Lá onde não há relação sexual, isso produz um buraco que traumatiza (troumatisme). Nós inventamos! Nós inventamos o que podemos, é claro!”7 No Homem dos lobos não se trata de uma condição do amor mediada pelo Édipo e pela castração simbólica. Podemos considerar esse apaixonamento como uma invenção que enoda o Real mediante lalíngua pelo Imaginário a partir do encontro precoce e traumático com o sexual. A cena infinitamente reproduzida é sustentada pelo falo imaginário possibilitando ao sujeito ocupar, virtualmente, o lugar do pai no coito a tergo junto à sua mãe com suas amadas (Grusha, Matrona, Teresa, Luisa…) – uma virilidade imaginária. Nada de ficções, das histórias que dão liga (match) ao amor por pedir algo ao Outro, mas em seu lugar uma condição de gozo dada pelo desmentido da castração associada à depreciação da mulher. Sem angústia e sem reconhecer a cena primária até seus últimos dias8, verifica-se um gozo que permite ao Homem dos lobos, além de nomeá-lo, viver e reeditar a cena sem evacuar, experimentando uma exaltação no lugar da depressão, presente antes do instante do enamoramento. Uma invenção imóvel e imobilizada, que itera. Isso não impediu que houvesse ao lado outras correntes em relação à castração, razão de postulá-lo como um caso de psicose ordinário por extrapolar a classificação tripartite.

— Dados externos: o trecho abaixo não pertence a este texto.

//! Error types for mesh buffer building.

use std::fmt;

use thiserror::Error;

use crate::table::FieldError;

/// The attribute group a column range belongs to.
#[derive(Debug, Clone, Copy, PartialEq, Eq)]
pub enum Attribute {
    Position,
    Normal,
    Tangent,
    Color,
    /// UV channel by index.
    Uv(u32),
}

impl fmt::Display for Attribute {
    fn fmt(&self, f: &mut fmt::Formatter<'_>) -> fmt::Result {
        match self {
            Self::Position => f.write_str("position"),
            Self::Normal => f.write_str("normal"),
            Self::Tangent => f.write_str("tangent"),
            Self::Color => f.write_str("color"),
            Self::Uv(channel) => write!(f, "uv{channel}"),
        }
    }
}

/// Errors that can occur while building mesh buffers.
#[derive(Debug, Error)]
pub enum MeshError {
    /// A row is too short for, or has text in, a required column range.
    #[error("row {row} (line {line}): cannot read {attribute}: {source}")]
    Field {
        /// Zero-based data row index.
        row: usize,
        /// 1-based source line.
        line: usize,
        attribute: Attribute,
        source: FieldError,
    },
    /// The row count is not a multiple of three.
    #[error("{rows} rows do not form whole triangles ({remainder} trailing rows)")]
    IncompleteTriangle { rows: usize, remainder: usize },
    /// More rows than polygon vertex indices can address.
    #[error("{rows} rows exceed the maximum of {max} vertices")]
    TooManyVertices { rows: usize, max: usize },
}
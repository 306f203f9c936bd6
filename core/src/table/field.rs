//! Typed table cells and rows.

use super::error::FieldError;

/// A single table cell.
///
/// Numeric conversion is attempted first; tokens that do not parse keep
/// their original text.
#[derive(Debug, Clone, PartialEq)]
pub enum Field {
    /// A value that parsed as a floating-point number.
    Number(f64),
    /// Any other token, verbatim.
    Text(String),
}

impl Field {
    /// Parse a raw token.
    ///
    /// Surrounding whitespace is ignored for the numeric attempt but kept in
    /// the text fallback.
    pub fn parse(token: &str) -> Self {
        match token.trim().parse::<f64>() {
            Ok(value) => Self::Number(value),
            Err(_) => Self::Text(token.to_owned()),
        }
    }
}

/// One data line of a table.
#[derive(Debug, Clone, PartialEq)]
pub struct Row {
    line: usize,
    fields: Vec<Field>,
}

impl Row {
    /// Create a row from its 1-based source line number and fields.
    pub fn new(line: usize, fields: Vec<Field>) -> Self {
        Self { line, fields }
    }

    /// Build a row from raw tokens, parsing each one.
    pub fn from_tokens<S: AsRef<str>>(line: usize, tokens: &[S]) -> Self {
        Self::new(line, tokens.iter().map(|t| Field::parse(t.as_ref())).collect())
    }

    /// 1-based line number in the source text.
    pub fn line(&self) -> usize {
        self.line
    }

    /// Number of fields in this row.
    pub fn len(&self) -> usize {
        self.fields.len()
    }

    /// Check if the row has no fields.
    pub fn is_empty(&self) -> bool {
        self.fields.is_empty()
    }

    /// Get a field by zero-based column.
    pub fn get(&self, column: usize) -> Option<&Field> {
        self.fields.get(column)
    }

    /// Check that `column` exists, without requiring it to be numeric.
    pub fn require(&self, column: usize) -> Result<&Field, FieldError> {
        self.fields.get(column).ok_or(FieldError::OutOfRange {
            column,
            len: self.fields.len(),
        })
    }

    /// Read a numeric field.
    pub fn number(&self, column: usize) -> Result<f64, FieldError> {
        match self.require(column)? {
            Field::Number(value) => Ok(*value),
            Field::Text(text) => Err(FieldError::NotNumeric {
                column,
                text: text.clone(),
            }),
        }
    }

    /// Read `N` consecutive numeric fields starting at `start`.
    pub fn numbers<const N: usize>(&self, start: usize) -> Result<[f64; N], FieldError> {
        let mut values = [0.0; N];
        for (offset, value) in values.iter_mut().enumerate() {
            *value = self.number(start + offset)?;
        }
        Ok(values)
    }
}

#[cfg(test)]
mod tests {
    use super::*;

    #[test]
    fn test_field_parse_number_and_text() {
        assert_eq!(Field::parse("1.5"), Field::Number(1.5));
        assert_eq!(Field::parse(" -2 "), Field::Number(-2.0));
        assert_eq!(Field::parse("1e3"), Field::Number(1000.0));
        assert_eq!(Field::parse("VTX0"), Field::Text("VTX0".into()));
        assert_eq!(Field::parse(" a "), Field::Text(" a ".into()));
        assert_eq!(Field::parse(""), Field::Text(String::new()));
    }

    #[test]
    fn test_numbers_reads_consecutive_fields() {
        let row = Row::from_tokens(2, &["id", "0", "1", "2", "3"]);
        assert_eq!(row.numbers::<3>(1).unwrap(), [0.0, 1.0, 2.0]);
        assert_eq!(row.numbers::<2>(3).unwrap(), [2.0, 3.0]);
    }

    #[test]
    fn test_number_out_of_range() {
        let row = Row::from_tokens(2, &["0", "1"]);
        assert_eq!(
            row.numbers::<3>(0),
            Err(FieldError::OutOfRange { column: 2, len: 2 })
        );
    }

    #[test]
    fn test_number_not_numeric() {
        let row = Row::from_tokens(5, &["0", "x", "2"]);
        assert_eq!(
            row.number(1),
            Err(FieldError::NotNumeric {
                column: 1,
                text: "x".into()
            })
        );
        assert!(row.require(1).is_ok());
        assert_eq!(row.line(), 5);
    }
}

1 MILLER, J.-A. “Sobre fenómenos de amor y ódio em psicoanálisis”, in Introducción a la clínica lacaniama. Conferencias en España. Barcelona: RBA Libros, pp.297-306.

2 MILLER, J.-A. “Observaciones sobre padres y causas”, in Introducción a la clínica lacaniama. Conferencias en España. Barcelona: RBA Libros, p.139.

3 FREUD, S. História de uma neurose infantil, In: Obras Completas Vol.14 – São Paulo: Companhia das Letras, 2010, p.121.

4 Idem, p.124.

5 MILLER, J.-A. “Introdução à leitura do Seminário 10 da Angústia de Jacques Lacan”, in Opção Lacaniana n.43, maio 2005. São Paulo: Ed. Eolia, p.54

6 AFLALO, A. “Reavaliação do caso do Homem dos Lobos”, in O Homem dos Lobos … com Lacan. Belo Horizonte: Ed. Scriptum, pp.81-82.

7 LACAN, J. Seminário 21: Le non dupes errent, inédito, aula de 19 de fevereiro de 1974.

8 OBHOLZER, K. Conversas com o homem dos lobos: uma psicanálise e suas consequências. Rio de Janeiro: Jorge ZahAr Ed., 1993.